"Yellow" de Juan Bohigues Fernández

30.10.2020

El otro día llegaba a mi casa cansado, con los gemelos y muslos hinchados, la planta de los pies agujereada y con unos zapatos baratos y me fijé en un grupo de vecinos del barrio que estaban volcando un contenedor de Carrefour.

Mujeres árabes con velo llevando bolsas de plástico. Un senegalés introduciéndose en el contenedor y removiendo los desperdicios. Carne podrida, huevos rotos, lecha agria.

El vecino surafricano se metió dentro del contenedor, se sumergió, desapareció en su interior mientras los taxistas fumaban sus pitillos.

Miro a ese chico africano que se podría llamar Pita, Muusa o Yalo llenándose la ropa de lechugas negras, manchas de harina, resto de tomate por sus hombros. Escogiendo aquél tipo de comida que todavía puede salvarse, sin pensar en su dignidad, sin analizar lo que está haciendo, sólo saciando su hambre. El contenedor tiene un lateral apoyado en el suelo, de la oscuridad de la calle Tribulete siguen llegando más huéspedes con bolsas de plástico, incluso algunos compiten por el puesto de meterse en el contenedor. Hay un pequeño forcejeo por un paquete de pollo caducado.

De una esquina del contenedor cae un chorro de líquido amarillo procedente de yemas podridas. Ese afluente viscoso mancha de color amarillo la superficie de los adoquines, zigzaguea entre la calle y desploma sus aromas entre las rendijas de una alcantarilla.

Mientras me coges de la mano, pienso en el melanoma que le come la carne a mi madre, en la mitosis de sus células, cómo no pueden defenderse las células buenas del brutal ataque traidor de las cancerígenas. Soy testigo de la aparición de sus ulceraciones y del diagnóstico expresado en voz baja por la cirujana, diciéndome "El pronóstico no es bueno".

Mientras me coges de la mano salimos del metro Sevilla subiendo por unas escaleras, y descubrimos varios coches de antidisturbios con las portezuelas traseras abiertas.

Seguimos rumbo a nuestro hogar, mientras en la calle Príncipe un contenedor está ardiendo y los bomberos en huelga se niegan a apagarlo.

Una vez llegamos a Lavapiés, subimos por nuestra calle Olivar. Entre la cafetería Olivar 54 y el portal de la calle de enfrente, hay un agujero en la calle, un hueco sin adoquines. Nos paramos a contemplar un chorro de pintura amarilla que sale de su interior, burbujeante, no caliente, formando grumos. Una tubería perforada de un río de pintura amarilla.

Nos echamos a un lado para no ser salpicados. El caudal de pintura sigue aumentando, encharcando la calle en todas direcciones. Seguimos hacia nuestra casa sin preocuparnos.

Dos semanas antes pintaron nuestra casa, de un color amarillo térrico, amarillo Van Gogh y sobraron un par de botes de pintura.

Un domingo por la mañana mientras Eugenia está abriendo el quiosco, justo al lado de un parque infantil, y acompañado por esos dos botes me sitúo en el centro de la plaza. Lentamente retiro las tapas de los bordes y el interior del líquido lo dejo caer desde la parte superior de mi cabeza, hasta cubrir todo mi cuerpo. Mi rostro empieza a desaparecer, ya no tengo rasgos faciales, el color grisáceo de mis ojos se vuelve amarillo. Sigo volcando el interior de los botes hasta convertirme en una masa uniforme color amarillo. Mi ropa se funde con mi carne formando una única capa, el pelo se disuelve con mi piel, el anillo de casado desaparece, las extremidades inferiores empiezan a ceder.
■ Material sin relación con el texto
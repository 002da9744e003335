//! Record section types.

use mrv_canonical::Timestamp;
use serde::{Deserialize, Serialize};

/// Experiment identification.
#[derive(Debug, Clone, PartialEq, Eq, Serialize, Deserialize)]
pub struct ExperimentInfo {
    /// Human-chosen experiment name.
    pub experiment_name: String,
    /// Model trained or evaluated.
    pub model_name: String,
    /// Dataset used.
    pub dataset_name: String,
}

/// Training configuration.
#[derive(Debug, Clone, PartialEq, Eq, Serialize, Deserialize)]
pub struct TrainingInfo {
    /// Number of training epochs, if known.
    #[serde(skip_serializing_if = "Option::is_none")]
    pub epochs: Option<u64>,
    /// Training batch size, if known.
    #[serde(skip_serializing_if = "Option::is_none")]
    pub batch_size: Option<u64>,
    /// Framework used (e.g. "PyTorch").
    pub framework: String,
}

/// Hardware the workload ran on.
#[derive(Debug, Clone, PartialEq, Serialize, Deserialize)]
pub struct HardwareInfo {
    /// GPU model name, or "None".
    pub gpu_type: String,
    /// Number of GPUs used.
    pub num_gpus: u32,
    /// CPU model name.
    pub cpu_type: String,
    /// Total system RAM in whole gigabytes.
    pub ram_gb: u64,
    /// Per-GPU memory in gigabytes (fractional; measured quantity).
    pub gpu_memory_gb: f64,
}

/// Energy and emissions measurements, consumed from the measurement source
/// as opaque numbers.
#[derive(Debug, Clone, PartialEq, Serialize, Deserialize)]
pub struct EnergyReport {
    /// Tool that produced the measurements (e.g. "CodeCarbon").
    pub measurement_tool: String,
    /// Energy consumed in kilowatt-hours. Float-typed: a zero measurement
    /// still canonicalizes as `0.0`.
    pub energy_kwh: f64,
    /// CO2-equivalent emissions in kilograms. Float-typed.
    pub co2_kg: f64,
    /// Wall-clock duration of the workload in whole seconds.
    pub duration_seconds: u64,
}

/// Start/end timestamps of the tracked window.
#[derive(Debug, Clone, PartialEq, Eq, Serialize, Deserialize)]
pub struct TimeWindow {
    /// When tracking started (UTC RFC3339).
    pub start_time: Timestamp,
    /// When tracking stopped (UTC RFC3339).
    pub end_time: Timestamp,
}
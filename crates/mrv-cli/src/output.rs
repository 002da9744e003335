//! Output formatting utilities.

use mrv_registry::RegistryEntry;

/// Formats a registry entry as JSON.
pub fn format_json(entry: &RegistryEntry) -> String {
    serde_json::to_string_pretty(entry).unwrap_or_else(|_| "{}".to_string())
}

/// Formats a registry entry as a simple table row.
pub fn format_table_row(entry: &RegistryEntry) -> String {
    format!(
        "{:<20} {:<64} {:<20} {}",
        truncate(entry.id.as_ref(), 20),
        entry.digest.hex,
        format_time(entry.creation_time),
        entry.submitter.as_ref()
    )
}

/// Prints a table header for registry entries.
pub fn print_table_header() {
    println!(
        "{:<20} {:<64} {:<20} {}",
        "ID", "DIGEST", "CREATED", "SUBMITTER"
    );
    println!("{}", "-".repeat(120));
}

/// Renders a Unix timestamp as UTC RFC3339.
pub fn format_time(unix_seconds: u64) -> String {
    chrono::DateTime::from_timestamp(unix_seconds as i64, 0)
        .map(|dt| dt.format("%Y-%m-%dT%H:%M:%SZ").to_string())
        .unwrap_or_else(|| unix_seconds.to_string())
}

fn truncate(s: &str, max_len: usize) -> String {
    if s.len() <= max_len {
        s.to_string()
    } else {
        format!("{}...", &s[..max_len.saturating_sub(3)])
    }
}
Hago un último esfuerzo hasta que se quiebran las rodillas y vierto los restos del líquido amarillo sobre mi cuerpo que empieza a desintegrarse.

Mis ojos han desaparecido... y mi boca. Caigo de costado. Noto como mi carne se funde con la pintura, como mi piel absorbe los zapatos, como se van fundiendo mis piernas con mis brazos. No me queda tiempo, lo entiendo, lo último en quebrarse es la columna y la cabeza. Como un ninot de falla, mi cabeza chapotea en un charco amarillo. Me estoy disolviendo, y con ellos mis pensamientos, y mis ideas. Ahora que nos cambiábamos de piso, ahora que queríamos tener un hijo.

El líquido amarillento realiza un descenso hacia la calle Valencia.

El quiosco vende sus periódicos.

El líquido amarillento se va secando.